Task details: Where does the string "warn" occur in the records below? Copy every line that holds it.

Material for this exercise:
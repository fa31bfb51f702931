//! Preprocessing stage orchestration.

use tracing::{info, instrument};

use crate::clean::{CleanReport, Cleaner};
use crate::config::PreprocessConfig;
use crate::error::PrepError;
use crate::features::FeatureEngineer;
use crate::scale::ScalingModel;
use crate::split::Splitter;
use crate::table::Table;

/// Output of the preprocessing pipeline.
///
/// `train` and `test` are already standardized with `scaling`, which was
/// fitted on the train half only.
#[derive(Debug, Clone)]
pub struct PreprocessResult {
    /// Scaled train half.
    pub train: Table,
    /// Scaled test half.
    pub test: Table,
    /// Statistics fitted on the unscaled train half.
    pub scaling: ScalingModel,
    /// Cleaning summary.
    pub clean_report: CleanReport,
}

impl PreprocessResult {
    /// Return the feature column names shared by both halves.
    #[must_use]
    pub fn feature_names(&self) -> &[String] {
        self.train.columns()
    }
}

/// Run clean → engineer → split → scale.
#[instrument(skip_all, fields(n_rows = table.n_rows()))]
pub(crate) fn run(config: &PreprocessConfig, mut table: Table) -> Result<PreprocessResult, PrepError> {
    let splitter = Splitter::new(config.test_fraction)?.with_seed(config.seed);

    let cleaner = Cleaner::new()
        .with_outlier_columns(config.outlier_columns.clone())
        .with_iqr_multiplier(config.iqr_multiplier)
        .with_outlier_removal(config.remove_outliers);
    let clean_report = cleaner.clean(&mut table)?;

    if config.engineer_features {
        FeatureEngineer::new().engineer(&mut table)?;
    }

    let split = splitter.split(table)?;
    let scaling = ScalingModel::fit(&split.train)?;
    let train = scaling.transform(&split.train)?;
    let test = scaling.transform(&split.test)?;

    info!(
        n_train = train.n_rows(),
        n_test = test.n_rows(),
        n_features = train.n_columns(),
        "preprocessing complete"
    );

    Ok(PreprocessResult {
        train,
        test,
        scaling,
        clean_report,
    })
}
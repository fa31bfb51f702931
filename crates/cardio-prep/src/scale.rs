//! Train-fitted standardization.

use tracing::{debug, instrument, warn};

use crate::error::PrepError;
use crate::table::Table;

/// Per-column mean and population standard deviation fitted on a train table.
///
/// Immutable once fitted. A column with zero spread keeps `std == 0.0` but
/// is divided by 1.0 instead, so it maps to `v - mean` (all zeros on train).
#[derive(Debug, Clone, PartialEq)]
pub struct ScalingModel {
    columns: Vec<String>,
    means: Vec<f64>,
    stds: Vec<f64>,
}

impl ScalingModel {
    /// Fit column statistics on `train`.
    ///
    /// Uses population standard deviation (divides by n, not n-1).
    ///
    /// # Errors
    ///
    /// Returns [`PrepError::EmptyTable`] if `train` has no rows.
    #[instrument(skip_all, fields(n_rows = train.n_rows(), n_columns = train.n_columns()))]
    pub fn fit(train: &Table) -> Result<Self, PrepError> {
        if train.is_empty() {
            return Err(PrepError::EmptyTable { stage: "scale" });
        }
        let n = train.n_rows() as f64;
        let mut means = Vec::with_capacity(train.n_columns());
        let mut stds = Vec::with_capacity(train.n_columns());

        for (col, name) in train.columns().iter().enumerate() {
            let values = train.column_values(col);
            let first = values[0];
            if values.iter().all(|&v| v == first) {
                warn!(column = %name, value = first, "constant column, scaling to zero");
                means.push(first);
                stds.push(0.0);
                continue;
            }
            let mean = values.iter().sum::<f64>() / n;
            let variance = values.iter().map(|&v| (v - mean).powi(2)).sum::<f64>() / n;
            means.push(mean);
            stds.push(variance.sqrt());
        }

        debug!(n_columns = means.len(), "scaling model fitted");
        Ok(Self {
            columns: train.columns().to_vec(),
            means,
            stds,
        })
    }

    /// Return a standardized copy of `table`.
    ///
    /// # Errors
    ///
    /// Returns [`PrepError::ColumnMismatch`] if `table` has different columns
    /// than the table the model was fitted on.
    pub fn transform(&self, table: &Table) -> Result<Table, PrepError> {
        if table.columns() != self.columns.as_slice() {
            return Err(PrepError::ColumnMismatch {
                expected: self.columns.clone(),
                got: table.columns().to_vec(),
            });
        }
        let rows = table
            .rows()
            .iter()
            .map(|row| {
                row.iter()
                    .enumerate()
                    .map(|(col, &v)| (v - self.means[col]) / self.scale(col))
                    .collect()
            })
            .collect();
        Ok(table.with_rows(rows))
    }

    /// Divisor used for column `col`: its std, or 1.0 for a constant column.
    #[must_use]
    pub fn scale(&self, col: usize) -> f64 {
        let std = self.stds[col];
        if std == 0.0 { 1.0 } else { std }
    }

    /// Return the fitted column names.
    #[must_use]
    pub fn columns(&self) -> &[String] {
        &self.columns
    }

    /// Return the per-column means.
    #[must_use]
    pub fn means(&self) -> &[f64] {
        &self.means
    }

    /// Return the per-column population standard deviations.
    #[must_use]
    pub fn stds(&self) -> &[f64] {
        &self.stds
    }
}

---

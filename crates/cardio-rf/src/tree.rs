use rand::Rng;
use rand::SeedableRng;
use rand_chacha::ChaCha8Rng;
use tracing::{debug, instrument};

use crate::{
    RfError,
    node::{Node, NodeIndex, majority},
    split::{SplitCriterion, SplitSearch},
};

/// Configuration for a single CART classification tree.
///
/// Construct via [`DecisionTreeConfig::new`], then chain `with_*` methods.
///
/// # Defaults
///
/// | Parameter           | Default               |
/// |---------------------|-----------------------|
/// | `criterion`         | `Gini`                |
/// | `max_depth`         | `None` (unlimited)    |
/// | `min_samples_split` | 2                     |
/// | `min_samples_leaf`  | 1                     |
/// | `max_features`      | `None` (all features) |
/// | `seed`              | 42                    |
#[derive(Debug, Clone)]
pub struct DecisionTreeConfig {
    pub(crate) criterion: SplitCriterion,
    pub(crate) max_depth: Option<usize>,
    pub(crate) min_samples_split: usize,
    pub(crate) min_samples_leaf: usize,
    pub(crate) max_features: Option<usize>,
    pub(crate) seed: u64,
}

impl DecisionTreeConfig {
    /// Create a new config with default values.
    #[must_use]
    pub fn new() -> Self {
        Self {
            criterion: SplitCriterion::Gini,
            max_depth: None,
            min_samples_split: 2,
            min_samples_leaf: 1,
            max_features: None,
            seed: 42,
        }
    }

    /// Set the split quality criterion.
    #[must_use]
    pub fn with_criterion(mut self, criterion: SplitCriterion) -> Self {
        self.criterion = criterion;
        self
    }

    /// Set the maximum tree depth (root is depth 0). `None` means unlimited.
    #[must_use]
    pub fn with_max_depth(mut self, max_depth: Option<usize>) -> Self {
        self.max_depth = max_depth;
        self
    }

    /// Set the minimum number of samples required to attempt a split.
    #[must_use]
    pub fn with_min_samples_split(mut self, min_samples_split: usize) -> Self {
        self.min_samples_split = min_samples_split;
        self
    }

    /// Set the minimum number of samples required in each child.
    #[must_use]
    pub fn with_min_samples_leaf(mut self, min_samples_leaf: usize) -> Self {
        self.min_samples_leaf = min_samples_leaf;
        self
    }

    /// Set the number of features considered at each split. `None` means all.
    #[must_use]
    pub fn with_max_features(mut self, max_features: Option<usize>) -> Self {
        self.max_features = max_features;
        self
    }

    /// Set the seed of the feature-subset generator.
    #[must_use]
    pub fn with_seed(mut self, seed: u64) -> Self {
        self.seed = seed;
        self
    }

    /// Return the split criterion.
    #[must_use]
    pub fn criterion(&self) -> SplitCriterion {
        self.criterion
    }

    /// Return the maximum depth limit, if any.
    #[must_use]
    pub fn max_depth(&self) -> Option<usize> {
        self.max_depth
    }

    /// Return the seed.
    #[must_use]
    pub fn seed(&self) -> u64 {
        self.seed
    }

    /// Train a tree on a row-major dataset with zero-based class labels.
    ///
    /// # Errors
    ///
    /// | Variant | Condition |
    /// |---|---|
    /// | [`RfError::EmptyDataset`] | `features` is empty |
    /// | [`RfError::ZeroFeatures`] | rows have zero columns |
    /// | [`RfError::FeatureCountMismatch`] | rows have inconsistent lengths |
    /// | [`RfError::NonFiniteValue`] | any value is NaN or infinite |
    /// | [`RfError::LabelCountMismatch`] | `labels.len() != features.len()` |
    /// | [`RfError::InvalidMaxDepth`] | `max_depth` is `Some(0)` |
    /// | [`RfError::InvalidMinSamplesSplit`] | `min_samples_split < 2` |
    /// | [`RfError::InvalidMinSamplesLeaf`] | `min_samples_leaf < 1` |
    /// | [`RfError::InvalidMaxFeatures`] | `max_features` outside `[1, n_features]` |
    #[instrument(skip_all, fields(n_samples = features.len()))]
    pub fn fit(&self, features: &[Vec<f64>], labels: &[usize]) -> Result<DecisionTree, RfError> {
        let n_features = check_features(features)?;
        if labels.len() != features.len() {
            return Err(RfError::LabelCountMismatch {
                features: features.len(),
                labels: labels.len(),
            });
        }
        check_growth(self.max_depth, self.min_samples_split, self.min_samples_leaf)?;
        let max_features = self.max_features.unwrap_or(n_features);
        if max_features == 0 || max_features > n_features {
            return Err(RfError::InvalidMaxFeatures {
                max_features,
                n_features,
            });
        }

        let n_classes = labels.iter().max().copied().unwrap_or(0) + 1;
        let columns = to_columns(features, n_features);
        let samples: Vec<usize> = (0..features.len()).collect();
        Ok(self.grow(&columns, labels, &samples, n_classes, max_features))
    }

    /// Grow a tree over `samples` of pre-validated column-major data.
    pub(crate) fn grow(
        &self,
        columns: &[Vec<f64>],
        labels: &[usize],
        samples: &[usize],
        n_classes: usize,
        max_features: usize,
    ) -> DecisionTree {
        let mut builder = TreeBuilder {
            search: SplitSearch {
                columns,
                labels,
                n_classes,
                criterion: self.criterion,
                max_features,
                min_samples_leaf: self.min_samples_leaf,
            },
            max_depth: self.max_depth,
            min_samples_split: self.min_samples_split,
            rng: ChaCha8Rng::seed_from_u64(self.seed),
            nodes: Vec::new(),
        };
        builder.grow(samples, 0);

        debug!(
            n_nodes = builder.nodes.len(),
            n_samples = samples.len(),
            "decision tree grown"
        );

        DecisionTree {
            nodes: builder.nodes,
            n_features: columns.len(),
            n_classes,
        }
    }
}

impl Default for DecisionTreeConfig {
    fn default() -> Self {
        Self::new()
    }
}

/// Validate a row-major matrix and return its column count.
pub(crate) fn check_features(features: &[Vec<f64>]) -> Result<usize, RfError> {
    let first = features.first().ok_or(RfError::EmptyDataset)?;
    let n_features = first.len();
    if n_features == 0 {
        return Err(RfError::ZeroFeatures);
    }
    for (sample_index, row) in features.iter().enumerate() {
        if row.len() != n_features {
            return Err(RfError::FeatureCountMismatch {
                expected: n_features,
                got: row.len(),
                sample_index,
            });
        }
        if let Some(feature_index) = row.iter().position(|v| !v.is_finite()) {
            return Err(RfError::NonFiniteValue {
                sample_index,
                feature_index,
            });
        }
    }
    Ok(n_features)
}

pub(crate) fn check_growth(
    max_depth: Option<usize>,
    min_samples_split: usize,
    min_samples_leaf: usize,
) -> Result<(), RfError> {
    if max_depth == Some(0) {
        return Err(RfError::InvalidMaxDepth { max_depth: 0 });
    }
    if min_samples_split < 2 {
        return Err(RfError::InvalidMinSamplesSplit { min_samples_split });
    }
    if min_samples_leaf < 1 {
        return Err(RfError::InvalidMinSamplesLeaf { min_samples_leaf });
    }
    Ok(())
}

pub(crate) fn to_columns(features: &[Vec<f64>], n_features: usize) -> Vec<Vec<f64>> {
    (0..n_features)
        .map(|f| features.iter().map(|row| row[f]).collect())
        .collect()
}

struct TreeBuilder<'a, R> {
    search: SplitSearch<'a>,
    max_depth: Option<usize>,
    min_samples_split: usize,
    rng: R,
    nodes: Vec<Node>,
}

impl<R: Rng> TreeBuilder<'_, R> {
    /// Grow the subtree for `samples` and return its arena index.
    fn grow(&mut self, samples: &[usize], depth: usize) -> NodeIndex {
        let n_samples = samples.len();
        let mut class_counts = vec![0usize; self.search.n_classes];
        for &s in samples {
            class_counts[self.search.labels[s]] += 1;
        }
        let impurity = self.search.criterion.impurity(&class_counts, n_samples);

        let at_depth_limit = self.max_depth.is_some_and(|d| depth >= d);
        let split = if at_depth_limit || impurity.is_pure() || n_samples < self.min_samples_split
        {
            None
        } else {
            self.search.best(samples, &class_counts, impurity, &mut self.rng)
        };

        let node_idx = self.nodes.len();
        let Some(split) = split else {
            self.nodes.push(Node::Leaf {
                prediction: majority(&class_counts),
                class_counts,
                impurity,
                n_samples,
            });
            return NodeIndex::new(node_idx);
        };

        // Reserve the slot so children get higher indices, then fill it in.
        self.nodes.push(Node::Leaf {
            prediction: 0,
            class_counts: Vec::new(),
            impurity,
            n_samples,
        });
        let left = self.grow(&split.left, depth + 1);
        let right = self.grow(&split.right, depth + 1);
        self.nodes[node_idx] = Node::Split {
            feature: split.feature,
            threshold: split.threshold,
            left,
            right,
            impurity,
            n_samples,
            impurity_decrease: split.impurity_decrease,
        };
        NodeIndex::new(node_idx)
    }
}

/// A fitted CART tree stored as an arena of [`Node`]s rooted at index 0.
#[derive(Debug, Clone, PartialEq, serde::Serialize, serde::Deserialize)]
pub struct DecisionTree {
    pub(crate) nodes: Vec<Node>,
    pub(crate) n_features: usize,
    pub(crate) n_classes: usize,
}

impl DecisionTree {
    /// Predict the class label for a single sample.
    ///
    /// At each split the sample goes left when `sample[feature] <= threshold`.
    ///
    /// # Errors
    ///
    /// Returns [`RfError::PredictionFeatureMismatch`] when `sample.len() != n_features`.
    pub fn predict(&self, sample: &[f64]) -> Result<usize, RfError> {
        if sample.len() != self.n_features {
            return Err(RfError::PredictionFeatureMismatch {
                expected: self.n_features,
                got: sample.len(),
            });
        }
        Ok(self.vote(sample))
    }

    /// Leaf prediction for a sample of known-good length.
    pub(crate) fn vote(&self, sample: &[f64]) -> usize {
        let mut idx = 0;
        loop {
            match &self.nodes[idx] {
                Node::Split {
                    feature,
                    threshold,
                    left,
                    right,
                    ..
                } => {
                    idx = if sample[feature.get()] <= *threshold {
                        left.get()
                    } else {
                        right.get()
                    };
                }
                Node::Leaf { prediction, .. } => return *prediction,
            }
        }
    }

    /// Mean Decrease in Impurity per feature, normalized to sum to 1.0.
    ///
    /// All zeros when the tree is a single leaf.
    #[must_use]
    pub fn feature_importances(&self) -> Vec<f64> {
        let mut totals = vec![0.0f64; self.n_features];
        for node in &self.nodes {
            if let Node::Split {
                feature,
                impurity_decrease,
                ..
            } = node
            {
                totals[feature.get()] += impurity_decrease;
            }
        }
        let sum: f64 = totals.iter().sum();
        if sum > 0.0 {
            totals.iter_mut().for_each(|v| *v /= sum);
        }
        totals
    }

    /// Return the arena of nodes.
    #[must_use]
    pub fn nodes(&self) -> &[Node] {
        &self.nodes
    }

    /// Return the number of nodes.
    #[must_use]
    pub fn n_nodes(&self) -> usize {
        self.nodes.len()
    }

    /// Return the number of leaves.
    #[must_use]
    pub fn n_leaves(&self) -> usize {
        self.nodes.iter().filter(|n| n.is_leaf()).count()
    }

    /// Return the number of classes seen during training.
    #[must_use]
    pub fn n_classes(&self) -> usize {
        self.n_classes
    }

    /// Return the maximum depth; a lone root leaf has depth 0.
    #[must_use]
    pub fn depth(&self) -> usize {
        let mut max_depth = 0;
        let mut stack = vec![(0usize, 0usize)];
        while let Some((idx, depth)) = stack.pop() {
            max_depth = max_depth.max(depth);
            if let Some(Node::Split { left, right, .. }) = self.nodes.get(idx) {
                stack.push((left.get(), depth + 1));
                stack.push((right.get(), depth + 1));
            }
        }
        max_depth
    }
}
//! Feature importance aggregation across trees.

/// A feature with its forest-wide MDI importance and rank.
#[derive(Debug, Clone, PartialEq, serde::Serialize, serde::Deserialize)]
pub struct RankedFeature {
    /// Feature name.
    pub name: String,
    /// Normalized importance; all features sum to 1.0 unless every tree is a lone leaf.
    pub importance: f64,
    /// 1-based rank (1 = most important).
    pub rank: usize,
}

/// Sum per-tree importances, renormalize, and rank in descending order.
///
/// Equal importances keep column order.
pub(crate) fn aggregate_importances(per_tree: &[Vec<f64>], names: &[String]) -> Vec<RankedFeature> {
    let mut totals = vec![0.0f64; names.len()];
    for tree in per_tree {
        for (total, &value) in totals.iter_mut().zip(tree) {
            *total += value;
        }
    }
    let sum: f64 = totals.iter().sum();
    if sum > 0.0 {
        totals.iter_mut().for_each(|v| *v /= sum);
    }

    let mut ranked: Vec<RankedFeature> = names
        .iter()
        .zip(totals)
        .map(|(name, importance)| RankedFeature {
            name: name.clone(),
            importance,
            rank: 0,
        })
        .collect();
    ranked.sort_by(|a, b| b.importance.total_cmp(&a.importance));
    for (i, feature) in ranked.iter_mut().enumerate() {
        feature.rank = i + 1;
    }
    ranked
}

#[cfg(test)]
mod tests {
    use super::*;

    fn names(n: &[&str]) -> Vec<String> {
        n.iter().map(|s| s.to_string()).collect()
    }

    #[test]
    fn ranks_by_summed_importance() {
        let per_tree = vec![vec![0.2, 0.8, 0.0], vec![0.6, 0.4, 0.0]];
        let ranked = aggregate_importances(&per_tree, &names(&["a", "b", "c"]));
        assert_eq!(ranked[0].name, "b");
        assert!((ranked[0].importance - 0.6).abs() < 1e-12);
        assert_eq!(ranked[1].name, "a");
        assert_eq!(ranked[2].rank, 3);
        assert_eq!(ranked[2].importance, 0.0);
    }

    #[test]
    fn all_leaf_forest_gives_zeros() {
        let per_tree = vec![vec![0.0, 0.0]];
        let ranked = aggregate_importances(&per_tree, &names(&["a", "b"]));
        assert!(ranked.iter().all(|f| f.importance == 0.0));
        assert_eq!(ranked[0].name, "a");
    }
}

==

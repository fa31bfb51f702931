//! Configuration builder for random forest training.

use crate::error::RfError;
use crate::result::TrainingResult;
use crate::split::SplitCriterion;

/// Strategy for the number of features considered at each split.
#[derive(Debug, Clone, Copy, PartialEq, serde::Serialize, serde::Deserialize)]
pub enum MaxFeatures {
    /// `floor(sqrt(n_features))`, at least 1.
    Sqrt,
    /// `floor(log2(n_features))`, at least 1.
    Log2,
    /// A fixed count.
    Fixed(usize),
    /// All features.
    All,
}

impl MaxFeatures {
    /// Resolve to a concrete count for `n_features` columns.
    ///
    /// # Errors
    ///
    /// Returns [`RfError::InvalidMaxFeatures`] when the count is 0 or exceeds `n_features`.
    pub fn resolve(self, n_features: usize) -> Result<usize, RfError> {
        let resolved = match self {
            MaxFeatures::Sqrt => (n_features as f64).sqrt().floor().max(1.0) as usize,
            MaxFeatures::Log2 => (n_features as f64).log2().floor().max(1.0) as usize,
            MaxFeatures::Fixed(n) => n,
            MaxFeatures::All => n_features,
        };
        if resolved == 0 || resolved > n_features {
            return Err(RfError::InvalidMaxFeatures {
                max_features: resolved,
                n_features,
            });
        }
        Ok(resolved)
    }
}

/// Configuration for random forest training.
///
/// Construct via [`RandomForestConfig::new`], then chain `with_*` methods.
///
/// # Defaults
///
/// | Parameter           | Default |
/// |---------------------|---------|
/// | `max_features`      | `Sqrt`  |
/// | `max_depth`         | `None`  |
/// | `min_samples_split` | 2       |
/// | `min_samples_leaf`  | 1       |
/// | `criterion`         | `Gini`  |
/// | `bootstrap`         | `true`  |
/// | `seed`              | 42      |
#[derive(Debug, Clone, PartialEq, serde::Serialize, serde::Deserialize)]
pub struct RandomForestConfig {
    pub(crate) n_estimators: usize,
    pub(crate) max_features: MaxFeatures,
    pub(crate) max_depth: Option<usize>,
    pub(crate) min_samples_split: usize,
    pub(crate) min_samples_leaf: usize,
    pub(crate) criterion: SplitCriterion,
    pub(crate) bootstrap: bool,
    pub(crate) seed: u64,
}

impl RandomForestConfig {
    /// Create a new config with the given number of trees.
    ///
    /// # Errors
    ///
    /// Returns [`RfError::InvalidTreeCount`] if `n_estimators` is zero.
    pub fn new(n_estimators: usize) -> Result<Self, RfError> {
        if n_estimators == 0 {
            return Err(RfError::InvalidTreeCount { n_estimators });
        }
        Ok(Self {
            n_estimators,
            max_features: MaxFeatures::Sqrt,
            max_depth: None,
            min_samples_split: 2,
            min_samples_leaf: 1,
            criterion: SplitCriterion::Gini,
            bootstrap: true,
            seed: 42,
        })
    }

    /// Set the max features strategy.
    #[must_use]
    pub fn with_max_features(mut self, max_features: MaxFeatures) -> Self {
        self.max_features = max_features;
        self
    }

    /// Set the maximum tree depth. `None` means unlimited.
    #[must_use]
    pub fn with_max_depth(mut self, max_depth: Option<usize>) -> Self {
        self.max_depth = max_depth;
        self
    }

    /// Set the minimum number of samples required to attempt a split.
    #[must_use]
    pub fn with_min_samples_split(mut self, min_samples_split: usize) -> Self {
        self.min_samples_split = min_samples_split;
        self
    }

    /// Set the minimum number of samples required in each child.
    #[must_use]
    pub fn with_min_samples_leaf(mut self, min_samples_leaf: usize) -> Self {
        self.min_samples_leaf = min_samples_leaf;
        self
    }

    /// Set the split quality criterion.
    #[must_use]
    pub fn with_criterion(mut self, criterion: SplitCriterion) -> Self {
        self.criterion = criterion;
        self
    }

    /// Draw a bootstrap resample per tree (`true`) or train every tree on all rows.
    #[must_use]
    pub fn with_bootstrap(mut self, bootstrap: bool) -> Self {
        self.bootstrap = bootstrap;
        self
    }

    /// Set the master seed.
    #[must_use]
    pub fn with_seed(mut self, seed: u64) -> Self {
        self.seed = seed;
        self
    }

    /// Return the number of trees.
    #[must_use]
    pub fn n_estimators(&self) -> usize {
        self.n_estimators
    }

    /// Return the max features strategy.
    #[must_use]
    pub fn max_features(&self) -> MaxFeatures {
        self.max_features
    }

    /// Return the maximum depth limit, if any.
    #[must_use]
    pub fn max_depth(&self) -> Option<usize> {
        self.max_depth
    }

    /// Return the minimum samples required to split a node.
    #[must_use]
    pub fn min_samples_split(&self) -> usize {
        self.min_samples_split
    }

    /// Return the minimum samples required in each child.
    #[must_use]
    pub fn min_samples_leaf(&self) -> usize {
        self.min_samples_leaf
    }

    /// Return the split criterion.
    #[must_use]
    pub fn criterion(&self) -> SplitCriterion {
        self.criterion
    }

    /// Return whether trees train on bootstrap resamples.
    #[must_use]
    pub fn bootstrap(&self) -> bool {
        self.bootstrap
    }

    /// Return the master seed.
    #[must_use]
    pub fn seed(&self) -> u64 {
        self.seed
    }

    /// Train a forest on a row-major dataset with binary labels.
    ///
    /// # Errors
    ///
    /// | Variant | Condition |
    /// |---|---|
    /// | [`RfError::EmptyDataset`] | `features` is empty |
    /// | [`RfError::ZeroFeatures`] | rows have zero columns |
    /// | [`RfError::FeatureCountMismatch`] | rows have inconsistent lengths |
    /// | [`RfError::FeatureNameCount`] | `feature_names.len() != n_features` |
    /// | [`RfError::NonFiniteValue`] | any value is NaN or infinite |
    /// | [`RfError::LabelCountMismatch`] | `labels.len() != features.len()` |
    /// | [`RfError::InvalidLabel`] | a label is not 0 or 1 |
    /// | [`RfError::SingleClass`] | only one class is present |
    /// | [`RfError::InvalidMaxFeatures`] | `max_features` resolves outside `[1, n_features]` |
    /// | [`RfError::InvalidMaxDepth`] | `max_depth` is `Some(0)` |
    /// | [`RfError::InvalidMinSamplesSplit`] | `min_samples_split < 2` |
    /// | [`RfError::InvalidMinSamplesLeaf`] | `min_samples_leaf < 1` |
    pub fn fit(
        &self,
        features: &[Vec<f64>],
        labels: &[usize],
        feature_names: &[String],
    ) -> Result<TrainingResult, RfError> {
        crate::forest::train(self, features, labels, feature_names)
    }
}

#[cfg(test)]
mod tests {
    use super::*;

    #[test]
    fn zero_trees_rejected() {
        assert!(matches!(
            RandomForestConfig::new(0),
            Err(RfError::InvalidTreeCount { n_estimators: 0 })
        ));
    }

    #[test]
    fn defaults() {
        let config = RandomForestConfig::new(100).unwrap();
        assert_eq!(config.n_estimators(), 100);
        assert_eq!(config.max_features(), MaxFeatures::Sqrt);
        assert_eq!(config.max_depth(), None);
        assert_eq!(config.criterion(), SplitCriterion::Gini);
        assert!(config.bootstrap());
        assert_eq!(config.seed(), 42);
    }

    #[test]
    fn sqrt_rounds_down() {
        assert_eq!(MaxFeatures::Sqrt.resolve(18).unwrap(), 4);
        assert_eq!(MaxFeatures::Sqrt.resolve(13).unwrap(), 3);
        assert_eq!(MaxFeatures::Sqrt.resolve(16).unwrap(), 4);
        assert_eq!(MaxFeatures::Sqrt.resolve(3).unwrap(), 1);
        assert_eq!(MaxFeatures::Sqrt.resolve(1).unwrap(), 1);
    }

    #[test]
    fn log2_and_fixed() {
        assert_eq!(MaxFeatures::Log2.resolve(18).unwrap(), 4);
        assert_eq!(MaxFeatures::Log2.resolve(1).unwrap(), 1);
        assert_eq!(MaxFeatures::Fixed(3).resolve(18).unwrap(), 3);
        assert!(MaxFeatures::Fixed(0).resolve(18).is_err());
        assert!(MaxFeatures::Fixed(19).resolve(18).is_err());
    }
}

Completed exercise:
use tracing::{debug, instrument, warn};
                warn!(column = %name, value = first, "constant column, scaling to zero");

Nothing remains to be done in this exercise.